_WHAT IS BEING ASKED_. Filter the data for "ArrowDown" and copy matching lines.

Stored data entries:
****************
//! Keyboard input: keys, modifier combos, and the shortcut map.
//!
//! Platform-specific code converts native key events into [`KeyCombo`]s;
//! everything past that point is platform-agnostic.

use smol_str::SmolStr;

use crate::commands::CommandName;

/// Key values for keyboard input.
///
/// Only the keys the editor reacts to get their own variant.
#[derive(Debug, Clone, PartialEq, Eq, Hash)]
pub enum Key {
    /// A character key.
    Character(SmolStr),

    /// Unknown/unidentified key.
    Unidentified,

    ArrowLeft,
    ArrowRight,
    ArrowUp,
    ArrowDown,
    Home,
    End,
    Enter,
    Escape,
    Tab,
}

impl Key {
    /// Create a character key.
    pub fn character(s: impl Into<SmolStr>) -> Self {
        Self::Character(s.into())
    }

    /// Parse a DOM `KeyboardEvent.key` value.
    pub fn from_dom(key: &str) -> Self {
        match key {
            "ArrowLeft" => Key::ArrowLeft,
            "ArrowRight" => Key::ArrowRight,
            "ArrowUp" => Key::ArrowUp,
            "ArrowDown" => Key::ArrowDown,
            "Home" => Key::Home,
            "End" => Key::End,
            "Enter" => Key::Enter,
            "Escape" => Key::Escape,
            "Tab" => Key::Tab,
            s if s.chars().count() == 1 => Key::character(s),
            _ => Key::Unidentified,
        }
    }

    /// Lowercased character, for case-insensitive shortcut matching.
    fn lowercase_char(&self) -> Option<char> {
        match self {
            Key::Character(s) => {
                let mut chars = s.chars();
                let c = chars.next()?;
                if chars.next().is_some() {
                    return None;
                }
                c.to_lowercase().next()
            }
            _ => None,
        }
    }
}

/// Modifier key state for a key combination.
#[derive(Debug, Clone, Copy, PartialEq, Eq, Hash, Default)]
pub struct Modifiers {
    pub ctrl: bool,
    pub alt: bool,
    pub shift: bool,
    pub meta: bool,
}

impl Modifiers {
    pub const NONE: Self = Self {
        ctrl: false,
        alt: false,
        shift: false,
        meta: false,
    };

    pub const CTRL: Self = Self {
        ctrl: true,
        alt: false,
        shift: false,
        meta: false,
    };

    pub const META: Self = Self {
        ctrl: false,
        alt: false,
        shift: false,
        meta: true,
    };

    pub const CTRL_SHIFT: Self = Self {
        ctrl: true,
        alt: false,
        shift: true,
        meta: false,
    };

    pub const META_SHIFT: Self = Self {
        ctrl: false,
        alt: false,
        shift: true,
        meta: true,
    };

    /// Ctrl, or Cmd on Mac. Either one arms the shortcut map on every platform.
    pub fn has_primary(&self) -> bool {
        self.ctrl || self.meta
    }
}

/// A key combination for triggering an action.
#[derive(Debug, Clone, PartialEq, Eq, Hash)]
pub struct KeyCombo {
    pub key: Key,
    pub modifiers: Modifiers,
}

impl KeyCombo {
    pub fn new(key: Key) -> Self {
        Self {
            key,
            modifiers: Modifiers::NONE,
        }
    }

    pub fn with_modifiers(key: Key, modifiers: Modifiers) -> Self {
        Self { key, modifiers }
    }

    pub fn ctrl(key: Key) -> Self {
        Self {
            key,
            modifiers: Modifiers::CTRL,
        }
    }

    pub fn meta(key: Key) -> Self {
        Self {
            key,
            modifiers: Modifiers::META,
        }
    }
}

/// Result of handling a keydown event.
#[derive(Debug, Clone, PartialEq)]
pub enum KeydownResult {
    /// Event was handled, prevent default.
    Handled,
    /// Event was not a keybinding, let platform handle it.
    NotHandled,
}

/// Map a key combination to its editor shortcut.
///
/// Requires Ctrl or Cmd. `z` is undo, `Shift+z` and `y` are redo.
pub fn shortcut_for(combo: &KeyCombo) -> Option<CommandName> {
    if !combo.modifiers.has_primary() {
        return None;
    }
    match combo.key.lowercase_char()? {
        'b' => Some(CommandName::Bold),
        'i' => Some(CommandName::Italic),
        'u' => Some(CommandName::Underline),
        'z' if combo.modifiers.shift => Some(CommandName::Redo),
        'z' => Some(CommandName::Undo),
        'y' => Some(CommandName::Redo),
        _ => None,
    }
}
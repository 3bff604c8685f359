//! Core view and sink traits implemented over scaffold elements.

use web_sys::{HtmlElement, HtmlTextAreaElement};
use weaver_rte_core::{FieldSink, PressedIndicator, StatusSink, ViewPane, char_count_label};

use crate::dom::set_visible;

/// The contenteditable view. Content is its markup; length is its text.
#[derive(Clone)]
pub struct RenderedPane(pub HtmlElement);

impl ViewPane for RenderedPane {
    fn content(&self) -> String {
        self.0.inner_html()
    }

    fn set_content(&self, content: &str) {
        self.0.set_inner_html(content);
    }

    fn text_len(&self) -> usize {
        self.0.text_content().unwrap_or_default().chars().count()
    }

    fn set_visible(&self, visible: bool) {
        set_visible(&self.0, visible);
    }
}

/// The raw-markup textarea.
#[derive(Clone)]
pub struct SourcePane(pub HtmlTextAreaElement);

impl ViewPane for SourcePane {
    fn content(&self) -> String {
        self.0.value()
    }

    fn set_content(&self, content: &str) {
        self.0.set_value(content);
    }

    fn text_len(&self) -> usize {
        self.0.value().chars().count()
    }

    fn set_visible(&self, visible: bool) {
        set_visible(&self.0, visible);
    }
}

/// The form field that carries the value on submit.
#[derive(Clone)]
pub struct BackingField(pub HtmlTextAreaElement);

impl FieldSink for BackingField {
    fn value(&self) -> String {
        self.0.value()
    }

    fn set_value(&self, value: &str) {
        self.0.set_value(value);
    }
}

#[derive(Clone)]
pub struct StatusBar {
    pub char_count: HtmlElement,
    /// `aria-live` region.
    pub live: HtmlElement,
}

impl StatusSink for StatusBar {
    fn show_char_count(&self, count: usize) {
        self.char_count
            .set_text_content(Some(&char_count_label(count)));
    }

    fn announce(&self, message: &str) {
        self.live.set_text_content(Some(message));
    }
}

/// A toolbar button; pressed state is `aria-pressed` plus `is-active`.
#[derive(Clone)]
pub struct ToolbarButton(pub HtmlElement);

impl PressedIndicator for ToolbarButton {
    fn set_pressed(&self, pressed: bool) {
        let value = if pressed { "true" } else { "false" };
        if let Err(e) = self.0.set_attribute("aria-pressed", value) {
            tracing::warn!(target: "weaver::browser", "failed to set aria-pressed: {e:?}");
        }
        let _ = self.0.class_list().toggle_with_force("is-active", pressed);
    }
}
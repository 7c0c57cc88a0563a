/*
 *  Copyright (C) 2025 Michael Bachmann
 *
 *  This program is free software: you can redistribute it and/or modify
 *  it under the terms of the GNU Affero General Public License as published by
 *  the Free Software Foundation, either version 3 of the License, or
 *  (at your option) any later version.
 *
 *  This program is distributed in the hope that it will be useful,
 *  but WITHOUT ANY WARRANTY; without even the implied warranty of
 *  MERCHANTABILITY or FITNESS FOR A PARTICULAR PURPOSE.  See the
 *  GNU Affero General Public License for more details.
 *
 *  You should have received a copy of the GNU Affero General Public License
 *  along with this program.  If not, see <https://www.gnu.org/licenses/>.
 */

//! `BaselineConfig` and the bridge `ConnectionConfig`, following
//! `aes67-rs/src/config.rs`'s `#[serde(rename_all = "camelCase")]` /
//! `#[serde(default = "...")]` convention.

use crate::convert::audio::{baseline_sample_rate, channel_grouping, DEFAULT_LANGUAGE};
use crate::error::{ConfigError, ConfigResult};
use serde::{Deserialize, Serialize};

#[derive(Debug, Clone, Copy, PartialEq, Eq, Serialize, Deserialize)]
#[serde(rename_all = "camelCase")]
pub enum Sampling {
    Yuv422,
    Yuv444,
    Rgb444,
}

impl Default for Sampling {
    fn default() -> Self {
        Sampling::Yuv422
    }
}

#[derive(Debug, Clone, Copy, PartialEq, Eq, Serialize, Deserialize)]
#[serde(rename_all = "camelCase")]
pub enum Range {
    Narrow,
    Full,
}

impl Default for Range {
    fn default() -> Self {
        Range::Narrow
    }
}

#[derive(Debug, Clone, Copy, PartialEq, Eq, Serialize, Deserialize)]
#[serde(rename_all = "camelCase")]
pub enum Tcs {
    Sdr,
    Hdr,
    Pq,
}

impl Default for Tcs {
    fn default() -> Self {
        Tcs::Sdr
    }
}

#[derive(Debug, Clone, Copy, PartialEq, Eq, Serialize, Deserialize)]
#[serde(rename_all = "camelCase")]
pub enum InterlaceMode {
    Progressive,
    InterlacedInterleaved,
}

impl Default for InterlaceMode {
    fn default() -> Self {
        InterlaceMode::Progressive
    }
}

#[derive(Debug, Clone, Copy, PartialEq, Eq, Serialize, Deserialize)]
#[serde(rename_all = "camelCase")]
pub struct PixelAspectRatio {
    pub width: u32,
    pub height: u32,
}

fn default_par() -> PixelAspectRatio {
    PixelAspectRatio {
        width: 1,
        height: 1,
    }
}

#[derive(Debug, Clone, Copy, PartialEq, Eq, Serialize, Deserialize)]
#[serde(rename_all = "camelCase")]
pub struct PictureWindow {
    pub x: u32,
    pub y: u32,
    pub width: u32,
    pub height: u32,
}

/// Video leg of `BaselineConfig` (`spec` §3).
#[derive(Debug, Clone, PartialEq, Eq, Serialize, Deserialize)]
#[serde(rename_all = "camelCase")]
pub struct VideoConfig {
    pub width: u32,
    pub height: u32,
    pub rate_num: u32,
    pub rate_den: u32,
    pub bit_depth: u8,
    #[serde(default)]
    pub sampling: Sampling,
    #[serde(default)]
    pub interlace_mode: InterlaceMode,
    #[serde(default)]
    pub range: Range,
    #[serde(default)]
    pub tcs: Tcs,
    #[serde(default = "default_par")]
    pub pixel_aspect_ratio: PixelAspectRatio,
    pub picture_window: PictureWindow,
}

impl VideoConfig {
    /// Colorimetry is derived, never configured (`spec` §4.4.5).
    pub fn colorimetry(&self) -> crate::convert::video::Colorimetry {
        crate::convert::video::colorimetry_for_width(self.width)
    }

    fn validate(&self) -> ConfigResult<()> {
        if self.bit_depth != 8 && self.bit_depth != 10 {
            return Err(ConfigError::Invalid(format!(
                "unsupported video bit depth {}, only 8 and 10 are supported",
                self.bit_depth
            )));
        }
        if self.rate_num == 0 || self.rate_den == 0 {
            return Err(ConfigError::Invalid(
                "video frame rate numerator/denominator must be non-zero".to_owned(),
            ));
        }
        Ok(())
    }
}

/// Audio leg of `BaselineConfig` (`spec` §3).
#[derive(Debug, Clone, PartialEq, Eq, Serialize, Deserialize)]
#[serde(rename_all = "camelCase")]
pub struct AudioConfig {
    pub channels: u16,
    #[serde(default = "default_sample_rate")]
    pub sample_rate: u32,
    #[serde(default = "default_language")]
    pub language: String,
}

fn default_sample_rate() -> u32 {
    48_000
}

fn default_language() -> String {
    DEFAULT_LANGUAGE.to_owned()
}

impl AudioConfig {
    fn validate(&self) -> ConfigResult<()> {
        baseline_sample_rate(self.sample_rate)?;
        channel_grouping(self.channels)?;
        Ok(())
    }
}

/// Ancillary leg of `BaselineConfig` (`spec` §3): carries only a protocol
/// version per spec.md.
#[derive(Debug, Clone, Copy, PartialEq, Eq, Serialize, Deserialize)]
#[serde(rename_all = "camelCase")]
pub struct AncillaryConfig {
    #[serde(default = "default_anc_version")]
    pub version: u8,
}

fn default_anc_version() -> u8 {
    1
}

/// Tagged {video, audio, ancillary} baseline media configuration (`spec` §3).
#[derive(Debug, Clone, PartialEq, Eq, Serialize, Deserialize)]
#[serde(rename_all = "camelCase", tag = "kind")]
pub enum BaselineConfig {
    Video(VideoConfig),
    Audio(AudioConfig),
    Ancillary(AncillaryConfig),
}

impl BaselineConfig {
    /// Validates the mapping tables of `spec` §4.4.5 at construction time
    /// rather than deferring rejection to first-frame conversion.
    pub fn validate(&self) -> ConfigResult<()> {
        match self {
            BaselineConfig::Video(v) => v.validate(),
            BaselineConfig::Audio(a) => a.validate(),
            BaselineConfig::Ancillary(_) => Ok(()),
        }
    }
}

/// Per-connection bridge configuration, the aggregate passed to
/// `bridge::Connection::spawn`.
#[derive(Debug, Clone, PartialEq, Eq, Serialize, Deserialize)]
#[serde(rename_all = "camelCase")]
pub struct ConnectionConfig {
    pub name: String,
    pub media: Vec<BaselineConfig>,
    #[serde(default = "default_pool_capacity")]
    pub pool_capacity: usize,
    #[serde(default = "default_fifo_capacity")]
    pub fifo_capacity: usize,
    #[serde(default)]
    pub use_ndi_timestamps: bool,
}

fn default_pool_capacity() -> usize {
    8
}

fn default_fifo_capacity() -> usize {
    64
}

impl ConnectionConfig {
    pub fn validate(&self) -> ConfigResult<()> {
        if self.media.is_empty() {
            return Err(ConfigError::Invalid(
                "connection config must carry at least one media leg".to_owned(),
            ));
        }
        for m in &self.media {
            m.validate()?;
        }
        if self.pool_capacity == 0 || self.fifo_capacity == 0 {
            return Err(ConfigError::Invalid(
                "pool_capacity and fifo_capacity must be non-zero".to_owned(),
            ));
        }
        Ok(())
    }

    pub fn from_yaml(content: &str) -> ConfigResult<Self> {
        let config: ConnectionConfig = serde_yaml::from_str(content)?;
        config.validate()?;
        Ok(config)
    }
}
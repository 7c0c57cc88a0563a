/*
 *  Copyright (C) 2025 Michael Bachmann
 *
 *  This program is free software: you can redistribute it and/or modify
 *  it under the terms of the GNU Affero General Public License as published by
 *  the Free Software Foundation, either version 3 of the License, or
 *  (at your option) any later version.
 *
 *  This program is distributed in the hope that it will be useful,
 *  but WITHOUT ANY WARRANTY; without even the implied warranty of
 *  MERCHANTABILITY or FITNESS FOR A PARTICULAR PURPOSE.  See the
 *  GNU Affero General Public License for more details.
 *
 *  You should have received a copy of the GNU Affero General Public License
 *  along with this program.  If not, see <https://www.gnu.org/licenses/>.
 */

//! The connection state machine (`spec` §4.4.7), generalized from the
//! teacher's subsystem create/run/shutdown lifecycle.

use crate::fifo::state_change_signal;
use tokio::sync::watch;

/// `Init -> WaitingForPeer -> Connected -> Draining -> Closed`. Producing
/// payloads is gated on `Connected`; payloads produced while disconnected
/// are discarded without error.
#[derive(Debug, Clone, Copy, PartialEq, Eq)]
pub enum ConnectionState {
    Init,
    WaitingForPeer,
    Connected,
    Draining,
    Closed,
}

impl ConnectionState {
    pub fn can_produce_payloads(self) -> bool {
        matches!(self, ConnectionState::Connected)
    }
}

/// Publish/subscribe handle for `connection_state_change` (`spec` §5):
/// written by the transport connection callback, read by every worker
/// waiting on a state transition.
pub struct ConnectionStateSignal {
    tx: watch::Sender<ConnectionState>,
}

impl ConnectionStateSignal {
    pub fn new(initial: ConnectionState) -> (Self, watch::Receiver<ConnectionState>) {
        let (tx, rx) = state_change_signal(initial);
        (ConnectionStateSignal { tx }, rx)
    }

    pub fn set(&self, state: ConnectionState) {
        self.tx.send_replace(state);
    }

    pub fn get(&self) -> ConnectionState {
        *self.tx.borrow()
    }
}

#[cfg(test)]
mod tests {
    use super::*;

    #[test]
    fn only_connected_permits_payload_production() {
        assert!(!ConnectionState::Init.can_produce_payloads());
        assert!(!ConnectionState::WaitingForPeer.can_produce_payloads());
        assert!(ConnectionState::Connected.can_produce_payloads());
        assert!(!ConnectionState::Draining.can_produce_payloads());
        assert!(!ConnectionState::Closed.can_produce_payloads());
    }

    #[test]
    fn signal_publishes_latest_state() {
        let (signal, mut rx) = ConnectionStateSignal::new(ConnectionState::Init);
        signal.set(ConnectionState::WaitingForPeer);
        assert_eq!(signal.get(), ConnectionState::WaitingForPeer);
        rx.mark_changed();
        assert_eq!(*rx.borrow_and_update(), ConnectionState::WaitingForPeer);
    }
}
****************
_RESULT BELOW_.
    ArrowDown,
            "ArrowDown" => Key::ArrowDown,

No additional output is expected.